__Dataset content__:

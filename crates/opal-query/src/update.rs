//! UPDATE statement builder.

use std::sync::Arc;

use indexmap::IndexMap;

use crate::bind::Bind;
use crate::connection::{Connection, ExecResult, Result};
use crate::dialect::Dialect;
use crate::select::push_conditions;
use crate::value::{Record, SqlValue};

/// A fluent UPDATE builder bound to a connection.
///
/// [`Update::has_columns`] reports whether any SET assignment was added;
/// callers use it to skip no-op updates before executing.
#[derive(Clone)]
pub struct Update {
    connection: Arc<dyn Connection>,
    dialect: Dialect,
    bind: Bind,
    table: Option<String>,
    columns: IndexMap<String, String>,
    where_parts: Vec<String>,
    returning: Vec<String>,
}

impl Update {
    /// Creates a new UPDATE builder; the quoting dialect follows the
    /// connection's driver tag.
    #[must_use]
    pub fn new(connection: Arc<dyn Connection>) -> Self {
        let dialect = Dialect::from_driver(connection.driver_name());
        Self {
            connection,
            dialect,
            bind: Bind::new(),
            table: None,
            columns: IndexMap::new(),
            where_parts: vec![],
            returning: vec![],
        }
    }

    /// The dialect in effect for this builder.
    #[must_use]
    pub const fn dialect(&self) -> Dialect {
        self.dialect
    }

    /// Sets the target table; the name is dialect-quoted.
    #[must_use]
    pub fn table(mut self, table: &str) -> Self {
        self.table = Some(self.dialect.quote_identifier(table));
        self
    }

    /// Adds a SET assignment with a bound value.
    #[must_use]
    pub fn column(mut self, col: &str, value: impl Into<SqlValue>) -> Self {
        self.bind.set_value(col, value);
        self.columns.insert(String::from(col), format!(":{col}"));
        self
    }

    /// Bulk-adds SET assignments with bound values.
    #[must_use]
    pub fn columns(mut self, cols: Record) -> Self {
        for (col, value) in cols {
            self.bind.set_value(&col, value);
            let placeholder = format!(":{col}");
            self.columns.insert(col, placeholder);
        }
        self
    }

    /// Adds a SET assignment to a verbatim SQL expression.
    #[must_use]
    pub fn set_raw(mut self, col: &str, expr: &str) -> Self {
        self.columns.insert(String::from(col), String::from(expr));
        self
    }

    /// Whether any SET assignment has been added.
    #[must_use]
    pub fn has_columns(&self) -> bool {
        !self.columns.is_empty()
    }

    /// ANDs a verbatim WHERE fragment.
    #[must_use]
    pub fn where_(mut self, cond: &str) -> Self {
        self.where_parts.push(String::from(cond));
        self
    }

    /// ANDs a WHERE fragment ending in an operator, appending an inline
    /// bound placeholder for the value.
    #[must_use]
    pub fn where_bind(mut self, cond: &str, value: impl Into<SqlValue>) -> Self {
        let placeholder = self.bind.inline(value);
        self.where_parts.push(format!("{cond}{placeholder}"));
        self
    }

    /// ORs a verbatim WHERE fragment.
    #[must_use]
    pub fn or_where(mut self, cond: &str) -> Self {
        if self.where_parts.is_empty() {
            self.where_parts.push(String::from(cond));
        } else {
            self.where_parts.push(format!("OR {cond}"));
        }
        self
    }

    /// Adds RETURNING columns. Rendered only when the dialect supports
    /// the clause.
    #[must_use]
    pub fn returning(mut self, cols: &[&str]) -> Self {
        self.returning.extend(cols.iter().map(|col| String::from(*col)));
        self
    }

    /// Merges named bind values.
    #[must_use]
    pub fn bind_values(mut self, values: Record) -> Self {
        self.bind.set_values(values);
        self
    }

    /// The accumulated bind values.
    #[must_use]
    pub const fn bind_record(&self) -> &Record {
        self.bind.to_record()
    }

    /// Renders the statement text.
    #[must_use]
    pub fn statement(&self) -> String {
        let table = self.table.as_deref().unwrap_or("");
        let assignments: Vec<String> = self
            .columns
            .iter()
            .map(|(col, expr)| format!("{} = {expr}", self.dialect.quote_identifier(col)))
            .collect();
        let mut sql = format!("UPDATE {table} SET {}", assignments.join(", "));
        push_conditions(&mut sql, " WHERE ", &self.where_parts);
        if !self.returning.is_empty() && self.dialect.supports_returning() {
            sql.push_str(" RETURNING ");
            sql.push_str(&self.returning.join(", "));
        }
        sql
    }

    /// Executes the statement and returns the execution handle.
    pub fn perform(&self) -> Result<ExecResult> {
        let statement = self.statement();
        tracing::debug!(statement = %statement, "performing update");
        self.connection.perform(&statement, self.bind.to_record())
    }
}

__What to work on__: In the entries above, count the lines that include "String" and write nothing but that number.

__Answer section__: 11